ASSIGNED TASK: Beneath this line is the data. Output exactly the lines from the line with "fields, session_id, case_id)" to the line with "pub fn query(&self, q: &AuditQuery)", both ends included, and nothing more.

• • • •

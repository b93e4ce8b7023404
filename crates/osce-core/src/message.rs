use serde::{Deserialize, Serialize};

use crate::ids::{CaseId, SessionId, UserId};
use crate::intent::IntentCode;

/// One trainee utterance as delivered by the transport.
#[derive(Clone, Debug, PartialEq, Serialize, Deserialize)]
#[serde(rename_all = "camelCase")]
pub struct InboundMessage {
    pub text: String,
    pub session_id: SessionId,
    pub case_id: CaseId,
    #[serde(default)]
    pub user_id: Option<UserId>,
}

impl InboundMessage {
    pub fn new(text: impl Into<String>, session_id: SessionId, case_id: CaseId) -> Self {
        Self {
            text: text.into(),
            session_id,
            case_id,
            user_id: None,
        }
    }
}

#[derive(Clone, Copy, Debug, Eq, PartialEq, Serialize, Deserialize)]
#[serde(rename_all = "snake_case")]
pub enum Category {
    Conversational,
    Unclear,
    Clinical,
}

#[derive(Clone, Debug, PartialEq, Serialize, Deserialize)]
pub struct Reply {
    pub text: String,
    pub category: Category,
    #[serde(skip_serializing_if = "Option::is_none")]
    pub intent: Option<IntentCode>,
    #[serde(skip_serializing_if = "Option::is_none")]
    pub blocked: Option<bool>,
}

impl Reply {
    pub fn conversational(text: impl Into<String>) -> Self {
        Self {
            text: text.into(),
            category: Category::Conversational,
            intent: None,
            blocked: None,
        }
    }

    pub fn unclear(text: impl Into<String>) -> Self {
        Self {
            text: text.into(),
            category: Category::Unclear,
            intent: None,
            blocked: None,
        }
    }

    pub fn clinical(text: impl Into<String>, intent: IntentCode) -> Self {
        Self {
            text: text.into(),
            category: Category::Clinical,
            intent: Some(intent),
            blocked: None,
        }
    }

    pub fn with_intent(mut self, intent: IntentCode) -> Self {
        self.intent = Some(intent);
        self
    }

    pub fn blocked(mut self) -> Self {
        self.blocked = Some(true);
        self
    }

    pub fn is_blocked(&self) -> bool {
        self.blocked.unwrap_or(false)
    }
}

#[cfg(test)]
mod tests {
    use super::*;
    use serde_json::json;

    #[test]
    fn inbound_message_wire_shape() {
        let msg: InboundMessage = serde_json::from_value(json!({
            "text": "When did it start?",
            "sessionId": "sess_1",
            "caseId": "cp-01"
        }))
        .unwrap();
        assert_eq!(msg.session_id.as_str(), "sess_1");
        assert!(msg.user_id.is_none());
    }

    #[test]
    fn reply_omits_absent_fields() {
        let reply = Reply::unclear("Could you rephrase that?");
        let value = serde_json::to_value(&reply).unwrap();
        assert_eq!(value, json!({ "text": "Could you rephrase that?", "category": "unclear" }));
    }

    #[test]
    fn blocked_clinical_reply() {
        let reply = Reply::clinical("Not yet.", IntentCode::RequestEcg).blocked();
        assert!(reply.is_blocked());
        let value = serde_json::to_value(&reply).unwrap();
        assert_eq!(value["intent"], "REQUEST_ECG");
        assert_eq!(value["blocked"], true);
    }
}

• • • •

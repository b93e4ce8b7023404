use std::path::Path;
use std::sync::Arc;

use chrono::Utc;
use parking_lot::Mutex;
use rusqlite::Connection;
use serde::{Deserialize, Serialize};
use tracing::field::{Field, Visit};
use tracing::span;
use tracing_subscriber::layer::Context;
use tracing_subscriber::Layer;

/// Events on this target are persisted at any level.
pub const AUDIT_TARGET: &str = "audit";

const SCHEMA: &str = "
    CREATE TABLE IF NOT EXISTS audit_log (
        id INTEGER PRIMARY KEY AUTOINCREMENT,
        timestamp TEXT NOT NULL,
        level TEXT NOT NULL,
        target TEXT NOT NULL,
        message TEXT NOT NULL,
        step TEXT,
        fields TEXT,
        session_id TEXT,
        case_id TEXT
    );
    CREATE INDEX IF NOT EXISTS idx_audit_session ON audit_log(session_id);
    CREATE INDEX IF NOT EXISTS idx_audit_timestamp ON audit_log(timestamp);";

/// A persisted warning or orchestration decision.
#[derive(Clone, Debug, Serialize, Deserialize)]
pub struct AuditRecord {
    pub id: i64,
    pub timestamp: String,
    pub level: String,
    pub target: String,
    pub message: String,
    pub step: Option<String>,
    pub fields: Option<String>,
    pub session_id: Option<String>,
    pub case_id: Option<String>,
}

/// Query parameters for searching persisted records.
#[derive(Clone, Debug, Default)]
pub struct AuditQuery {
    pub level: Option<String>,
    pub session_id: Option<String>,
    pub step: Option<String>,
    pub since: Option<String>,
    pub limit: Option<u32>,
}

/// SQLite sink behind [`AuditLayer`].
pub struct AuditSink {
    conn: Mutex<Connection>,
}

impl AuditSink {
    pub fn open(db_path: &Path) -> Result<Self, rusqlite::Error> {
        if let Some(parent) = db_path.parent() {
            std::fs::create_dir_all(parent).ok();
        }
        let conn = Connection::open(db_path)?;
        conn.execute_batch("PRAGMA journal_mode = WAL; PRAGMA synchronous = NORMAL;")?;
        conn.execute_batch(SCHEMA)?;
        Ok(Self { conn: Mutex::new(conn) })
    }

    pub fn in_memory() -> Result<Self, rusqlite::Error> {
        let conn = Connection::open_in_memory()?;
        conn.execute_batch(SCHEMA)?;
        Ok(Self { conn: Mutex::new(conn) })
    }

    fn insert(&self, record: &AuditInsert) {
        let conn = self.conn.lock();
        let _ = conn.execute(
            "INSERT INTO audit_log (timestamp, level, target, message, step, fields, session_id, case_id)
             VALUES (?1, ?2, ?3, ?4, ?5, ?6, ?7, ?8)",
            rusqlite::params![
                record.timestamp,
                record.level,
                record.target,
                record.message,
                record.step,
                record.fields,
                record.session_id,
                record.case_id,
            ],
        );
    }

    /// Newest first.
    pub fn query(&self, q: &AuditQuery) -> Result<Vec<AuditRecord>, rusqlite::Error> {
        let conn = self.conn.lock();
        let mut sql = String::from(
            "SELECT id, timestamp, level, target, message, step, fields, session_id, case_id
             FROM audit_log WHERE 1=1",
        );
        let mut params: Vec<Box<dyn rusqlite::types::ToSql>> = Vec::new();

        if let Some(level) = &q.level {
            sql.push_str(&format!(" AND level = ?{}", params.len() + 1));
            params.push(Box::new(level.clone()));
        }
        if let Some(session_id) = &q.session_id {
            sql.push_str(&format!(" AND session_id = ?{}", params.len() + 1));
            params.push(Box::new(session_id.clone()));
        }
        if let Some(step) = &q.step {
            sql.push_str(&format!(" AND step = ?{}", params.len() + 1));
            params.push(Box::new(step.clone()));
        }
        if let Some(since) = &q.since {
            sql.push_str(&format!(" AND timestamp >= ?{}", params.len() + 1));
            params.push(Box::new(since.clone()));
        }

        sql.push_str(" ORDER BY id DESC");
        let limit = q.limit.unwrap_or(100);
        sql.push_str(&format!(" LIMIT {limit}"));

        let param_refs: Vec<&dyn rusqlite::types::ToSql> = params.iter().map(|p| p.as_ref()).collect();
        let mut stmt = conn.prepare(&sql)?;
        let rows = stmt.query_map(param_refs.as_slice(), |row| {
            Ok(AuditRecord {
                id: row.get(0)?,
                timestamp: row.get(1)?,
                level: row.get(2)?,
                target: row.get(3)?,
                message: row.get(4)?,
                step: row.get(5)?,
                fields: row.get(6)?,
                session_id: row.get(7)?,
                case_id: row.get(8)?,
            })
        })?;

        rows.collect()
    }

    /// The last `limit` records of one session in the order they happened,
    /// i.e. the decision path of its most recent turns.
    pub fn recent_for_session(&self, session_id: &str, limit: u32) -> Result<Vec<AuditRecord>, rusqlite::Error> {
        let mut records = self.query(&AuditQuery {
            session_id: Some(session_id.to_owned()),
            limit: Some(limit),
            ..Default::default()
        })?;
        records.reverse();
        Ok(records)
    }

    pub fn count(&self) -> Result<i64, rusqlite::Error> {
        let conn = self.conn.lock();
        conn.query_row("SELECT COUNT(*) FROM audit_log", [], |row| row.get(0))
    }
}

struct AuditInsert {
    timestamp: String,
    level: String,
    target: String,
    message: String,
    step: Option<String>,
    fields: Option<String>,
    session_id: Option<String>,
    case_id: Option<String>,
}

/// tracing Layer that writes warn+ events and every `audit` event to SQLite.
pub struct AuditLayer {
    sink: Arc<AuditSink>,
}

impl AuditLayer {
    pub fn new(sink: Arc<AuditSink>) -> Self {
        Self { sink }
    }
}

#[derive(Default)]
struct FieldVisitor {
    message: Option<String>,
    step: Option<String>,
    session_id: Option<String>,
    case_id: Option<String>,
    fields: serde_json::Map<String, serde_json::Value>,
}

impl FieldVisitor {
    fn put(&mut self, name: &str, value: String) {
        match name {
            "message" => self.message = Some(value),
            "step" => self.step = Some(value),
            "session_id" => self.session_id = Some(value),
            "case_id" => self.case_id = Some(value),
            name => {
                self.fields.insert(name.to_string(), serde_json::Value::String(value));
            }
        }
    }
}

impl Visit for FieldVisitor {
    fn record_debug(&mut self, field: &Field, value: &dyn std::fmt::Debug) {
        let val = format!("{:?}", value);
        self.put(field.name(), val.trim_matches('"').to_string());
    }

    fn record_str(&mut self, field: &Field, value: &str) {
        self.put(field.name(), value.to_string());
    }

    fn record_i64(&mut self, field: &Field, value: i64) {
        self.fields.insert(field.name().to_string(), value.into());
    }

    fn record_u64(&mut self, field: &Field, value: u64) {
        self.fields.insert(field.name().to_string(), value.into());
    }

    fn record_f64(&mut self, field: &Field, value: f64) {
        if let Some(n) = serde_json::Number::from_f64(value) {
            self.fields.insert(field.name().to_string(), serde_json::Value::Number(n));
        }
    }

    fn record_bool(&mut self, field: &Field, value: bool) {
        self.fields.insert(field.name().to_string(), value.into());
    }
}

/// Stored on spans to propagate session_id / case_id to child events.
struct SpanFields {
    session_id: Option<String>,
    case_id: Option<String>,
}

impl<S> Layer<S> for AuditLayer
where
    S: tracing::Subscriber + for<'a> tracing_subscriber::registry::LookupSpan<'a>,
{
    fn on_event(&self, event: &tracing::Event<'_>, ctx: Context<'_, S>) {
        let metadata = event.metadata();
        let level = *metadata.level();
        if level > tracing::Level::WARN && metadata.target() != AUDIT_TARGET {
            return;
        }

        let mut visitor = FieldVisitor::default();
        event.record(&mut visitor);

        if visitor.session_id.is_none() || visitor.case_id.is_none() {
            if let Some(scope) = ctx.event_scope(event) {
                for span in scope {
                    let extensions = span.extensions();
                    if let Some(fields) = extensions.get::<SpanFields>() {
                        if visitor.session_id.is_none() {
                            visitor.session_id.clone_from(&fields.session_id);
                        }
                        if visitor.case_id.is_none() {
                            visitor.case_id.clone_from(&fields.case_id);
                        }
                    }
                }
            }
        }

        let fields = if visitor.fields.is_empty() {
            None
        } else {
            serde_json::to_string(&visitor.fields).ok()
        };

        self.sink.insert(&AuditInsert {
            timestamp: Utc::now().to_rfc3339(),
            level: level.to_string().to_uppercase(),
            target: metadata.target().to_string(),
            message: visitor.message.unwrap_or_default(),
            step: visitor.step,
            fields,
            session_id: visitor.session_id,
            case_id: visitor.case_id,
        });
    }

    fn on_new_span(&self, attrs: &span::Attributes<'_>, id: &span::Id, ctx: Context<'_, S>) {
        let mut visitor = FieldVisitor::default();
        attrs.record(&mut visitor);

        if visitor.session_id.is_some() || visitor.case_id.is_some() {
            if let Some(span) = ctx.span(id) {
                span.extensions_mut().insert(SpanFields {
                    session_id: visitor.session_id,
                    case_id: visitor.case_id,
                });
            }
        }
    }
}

• • • •

SOLUTION TO THE EXERCISE:
            "INSERT INTO audit_log (timestamp, level, target, message, step, fields, session_id, case_id)
             VALUES (?1, ?2, ?3, ?4, ?5, ?6, ?7, ?8)",
            rusqlite::params![
                record.timestamp,
                record.level,
                record.target,
                record.message,
                record.step,
                record.fields,
                record.session_id,
                record.case_id,
            ],
        );
    }

    /// Newest first.
    pub fn query(&self, q: &AuditQuery) -> Result<Vec<AuditRecord>, rusqlite::Error> {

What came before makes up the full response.